§ **Assignment**
Please keep to the lines below from the one with "config.cache_max_entries = Some(max_entries);" through the one with "if let Some(format)", and restate them word for word, ends included.

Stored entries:
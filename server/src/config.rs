//! Server configuration.

use std::net::SocketAddr;
use std::str::FromStr;
use std::time::Duration;

use xrates_common::{Result, XratesError};
use xrates_fx::{AggregatorConfig, RateCacheConfig};
use xrates_providers::{fawaz, frankfurter, HttpClientConfig};

/// Log output format.
#[derive(Debug, Clone, Copy, PartialEq, Eq, Default)]
pub enum LogFormat {
    /// One JSON object per line.
    #[default]
    Json,
    /// Human-readable lines.
    Pretty,
}

impl FromStr for LogFormat {
    type Err = XratesError;

    fn from_str(s: &str) -> Result<Self> {
        match s.trim().to_ascii_lowercase().as_str() {
            "json" => Ok(LogFormat::Json),
            "pretty" | "text" => Ok(LogFormat::Pretty),
            other => Err(XratesError::Configuration(format!(
                "unknown log format: {other}"
            ))),
        }
    }
}

/// Main server configuration.
#[derive(Debug, Clone)]
pub struct ServerConfig {
    /// Listen address.
    pub listen_addr: String,
    /// Listen port.
    pub listen_port: u16,
    /// Upper bound on one provider call inside a query.
    pub provider_timeout: Duration,
    /// Cache capacity. `None` means unbounded.
    pub cache_max_entries: Option<usize>,
    /// Cache entry lifetime in seconds. `None` means entries never expire.
    pub cache_ttl_secs: Option<u64>,
    /// Frankfurter API root.
    pub frankfurter_url: String,
    /// Fawaz currency-api root.
    pub fawaz_url: String,
    /// Whole-request timeout of the providers' HTTP client.
    pub http_timeout: Duration,
    /// Log level used when `RUST_LOG` is not set.
    pub log_level: String,
    /// Log output format.
    pub log_format: LogFormat,
}

impl Default for ServerConfig {
    fn default() -> Self {
        Self {
            listen_addr: "0.0.0.0".to_string(),
            listen_port: 8080,
            provider_timeout: Duration::from_millis(5000),
            cache_max_entries: None,
            cache_ttl_secs: None,
            frankfurter_url: frankfurter::DEFAULT_BASE_URL.to_string(),
            fawaz_url: fawaz::DEFAULT_BASE_URL.to_string(),
            http_timeout: Duration::from_millis(10_000),
            log_level: "info".to_string(),
            log_format: LogFormat::Json,
        }
    }
}

impl ServerConfig {
    /// Load configuration from environment variables.
    pub fn from_env() -> Self {
        Self::from_lookup(|key| std::env::var(key).ok())
    }

    /// Load configuration from `lookup`, keeping defaults for unset or
    /// unparseable values.
    pub fn from_lookup(lookup: impl Fn(&str) -> Option<String>) -> Self {
        let mut config = Self::default();

        if let Some(addr) = lookup("XRATES_LISTEN_ADDR") {
            config.listen_addr = addr;
        }

        if let Some(port) = parse(&lookup, "XRATES_LISTEN_PORT") {
            config.listen_port = port;
        }

        if let Some(ms) = parse(&lookup, "XRATES_PROVIDER_TIMEOUT_MS") {
            config.provider_timeout = Duration::from_millis(ms);
        }

        if let Some(max_entries) = parse(&lookup, "XRATES_CACHE_MAX_ENTRIES") {
            config.cache_max_entries = Some(max_entries);
        }

        if let Some(secs) = parse(&lookup, "XRATES_CACHE_TTL_SECS") {
            config.cache_ttl_secs = Some(secs);
        }

        if let Some(url) = lookup("XRATES_FRANKFURTER_URL") {
            config.frankfurter_url = url;
        }

        if let Some(url) = lookup("XRATES_FAWAZ_URL") {
            config.fawaz_url = url;
        }

        if let Some(ms) = parse(&lookup, "XRATES_HTTP_TIMEOUT_MS") {
            config.http_timeout = Duration::from_millis(ms);
        }

        if let Some(level) = lookup("LOG_LEVEL") {
            config.log_level = level;
        }

        if let Some(format) = parse(&lookup, "XRATES_LOG_FORMAT") {
            config.log_format = format;
        }

        config
    }

    /// Validate configuration.
    pub fn validate(&self) -> Result<()> {
        if self.listen_port == 0 {
            return Err(config_error("Listen port cannot be 0"));
        }

        if self.provider_timeout.is_zero() {
            return Err(config_error("Provider timeout cannot be 0"));
        }

        if self.http_timeout.is_zero() {
            return Err(config_error("HTTP timeout cannot be 0"));
        }

        if self.cache_max_entries == Some(0) {
            return Err(config_error("Cache capacity cannot be 0"));
        }

        if self.cache_ttl_secs == Some(0) {
            return Err(config_error("Cache TTL cannot be 0"));
        }

        if self.frankfurter_url.trim().is_empty() || self.fawaz_url.trim().is_empty() {
            return Err(config_error("Provider URLs cannot be empty"));
        }

        self.socket_addr()?;
        self.cache_config()?;

        Ok(())
    }

    /// Address to bind.
    pub fn socket_addr(&self) -> Result<SocketAddr> {
        format!("{}:{}", self.listen_addr, self.listen_port)
            .parse()
            .map_err(|e| config_error(format!("invalid listen address: {e}")))
    }

    /// Cache settings for the aggregator.
    pub fn cache_config(&self) -> Result<RateCacheConfig> {
        let mut cache = RateCacheConfig::unbounded();

        if let Some(max_entries) = self.cache_max_entries {
            cache = cache.with_max_entries(max_entries);
        }

        if let Some(secs) = self.cache_ttl_secs {
            let ttl = i64::try_from(secs)
                .ok()
                .and_then(chrono::Duration::try_seconds)
                .ok_or_else(|| config_error(format!("cache TTL out of range: {secs}s")))?;
            cache = cache.with_ttl(ttl);
        }

        Ok(cache)
    }

    /// Aggregator settings.
    pub fn aggregator_config(&self) -> Result<AggregatorConfig> {
        Ok(AggregatorConfig {
            cache: self.cache_config()?,
            provider_timeout: self.provider_timeout,
            ..Default::default()
        })
    }

    /// HTTP client settings for the providers.
    pub fn http_client_config(&self) -> HttpClientConfig {
        HttpClientConfig {
            timeout: self.http_timeout,
            ..Default::default()
        }
    }
}

fn parse<T: FromStr>(lookup: &impl Fn(&str) -> Option<String>, key: &str) -> Option<T> {
    lookup(key).and_then(|raw| raw.trim().parse().ok())
}

fn config_error(message: impl Into<String>) -> XratesError {
    XratesError::Configuration(message.into())
}
//! xrates FX Aggregation Engine
//!
//! Fans a rate query out to every registered provider, averages the answers
//! per currency, and caches the result per normalized query.
//!
//! # Features
//!
//! - Any number of rate providers behind one async trait
//! - Concurrent fan-out with a per-provider timeout
//! - Response caching, unbounded by default, with optional capacity and TTL
//! - Query and per-provider request/response counters
//!
//! # Example
//!
//! ```rust,ignore
//! use std::sync::Arc;
//! use xrates_fx::{AggregatorConfig, ProviderRegistry, RateAggregator};
//!
//! let providers = ProviderRegistry::new().with(Arc::new(my_provider));
//! let aggregator = RateAggregator::new(providers, AggregatorConfig::default());
//!
//! let response = aggregator.get_exchange_rates("EUR", &["USD", "NZD"]).await?;
//! println!("{:?}", response.rates);
//! ```

pub mod engine;
pub mod provider;
pub mod cache;
pub mod combine;
pub mod metrics;

pub use engine::{duration_ms, AggregatorConfig, RateAggregator};
pub use provider::{ProviderRegistry, RateProvider};
pub use cache::{CacheStats, RateCache, RateCacheConfig};
pub use combine::combine_rates;
pub use metrics::{MetricsRecorder, MetricsSnapshot, SharedMetrics};

#[cfg(any(test, feature = "test-utils"))]
pub use provider::{MockBehavior, MockRateProvider};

§ **Task result**
            config.cache_max_entries = Some(max_entries);
        }

        if let Some(secs) = parse(&lookup, "XRATES_CACHE_TTL_SECS") {
            config.cache_ttl_secs = Some(secs);
        }

        if let Some(url) = lookup("XRATES_FRANKFURTER_URL") {
            config.frankfurter_url = url;
        }

        if let Some(url) = lookup("XRATES_FAWAZ_URL") {
            config.fawaz_url = url;
        }

        if let Some(ms) = parse(&lookup, "XRATES_HTTP_TIMEOUT_MS") {
            config.http_timeout = Duration::from_millis(ms);
        }

        if let Some(level) = lookup("LOG_LEVEL") {
            config.log_level = level;
        }

        if let Some(format) = parse(&lookup, "XRATES_LOG_FORMAT") {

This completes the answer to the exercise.